As we enter a world where there is more and more uncertainty and where other people have control over our reputations, becoming antifragile by ‘outing’ yourself may be the best approach to building our reputation.

In his book, Nassim recommends:

Some jobs and professions are fragile to reputational harm, something that in the age of the Internet cannot possibly be controlled – these jobs aren’t worth having. You do not want to “control” your reputation; you won’t be able to do it by controlling information flow. Instead focus on altering your exposure, say, by putting yourself in a position impervious to reputational damage. Or even put yourself in a situation to benefit from the antifragility of information. In that sense, a writer is antifragile [benefitted by a stressor]…

[…]

Now let’s say I were a midlevel executive employee of some corporation listed on the London Stock Exchange, the sort who never take chances by dressing down, always wearing a suit and tie (even on the beach). What would happen to me if I attack the fragilista? My firing and arrest record would plague me forever. I would be a total victim of informational antifragility. But someone earning close to minimum wage, say, a construction worker or a taxi driver, does not overly depend on his reputation and is free to have his own opinions. He would be merely robust [not hurt or helped] compared to the artist, who is antifragile. A midlevel bank employee with mortgage would be fragile to the extreme.
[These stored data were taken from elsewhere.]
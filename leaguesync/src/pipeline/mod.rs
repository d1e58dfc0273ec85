//! Pipeline orchestration.
//!
//! This module provides:
//! - The stage state machine and run outcomes
//! - Per-run context threaded through every stage
//! - Retry policy for transient collaborator faults
//! - The controller that drives a run from prepare to promote
//! - End-of-run reporting

mod context;
mod controller;
mod report;
mod retry;
mod stage;


pub use context::{RunContext, RunMode};
pub use controller::PipelineController;
pub use report::{DatasetSummary, RunReport};
pub use retry::{backoff_delay, with_retry, BackoffStrategy, JitterStrategy, RetryConfig};
pub use stage::{RunStatus, Stage};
In fact he would be completely a prisoner of the value system that invites him to be corrupt to the core — because of his dependence on the annual vacation in Barbados. The same with a civil servant in Washington.

The Opportunity Of A Lifetime

The rise of digital reputation platforms is one of the most significant shifts in how people build their reputation in human history.

Beyond industry-specific reputation platforms, there is one major social platform that we all have free access to; social media.

Social publishing platforms have moved beyond traditional social media platforms (i.e., Facebook, Twitter) and have spread across every corner of the web. This includes everywhere  from audio (ie – Soundcloud and Podcasts), video (ie – Youtube, TED, & Vimeo), slides (ie – SlideShare), links (ie – PandaWhale, Reddit), photos (Pinterest, Instagram), documents (DocStoc, Scribd), to long-form articles (Medium, Linkedin Pulse).

Social media also is critical because our social media profile links are often the first few results that people see when they Google us.

Entrepreneurs who have the courage to authentically share their unique story and the generosity to share their best insights have an amazing opportunity to quickly build a world-class, antifragile reputation. In so doing, they have an opportunity to build an authentic network of kindred spirits and stakeholders.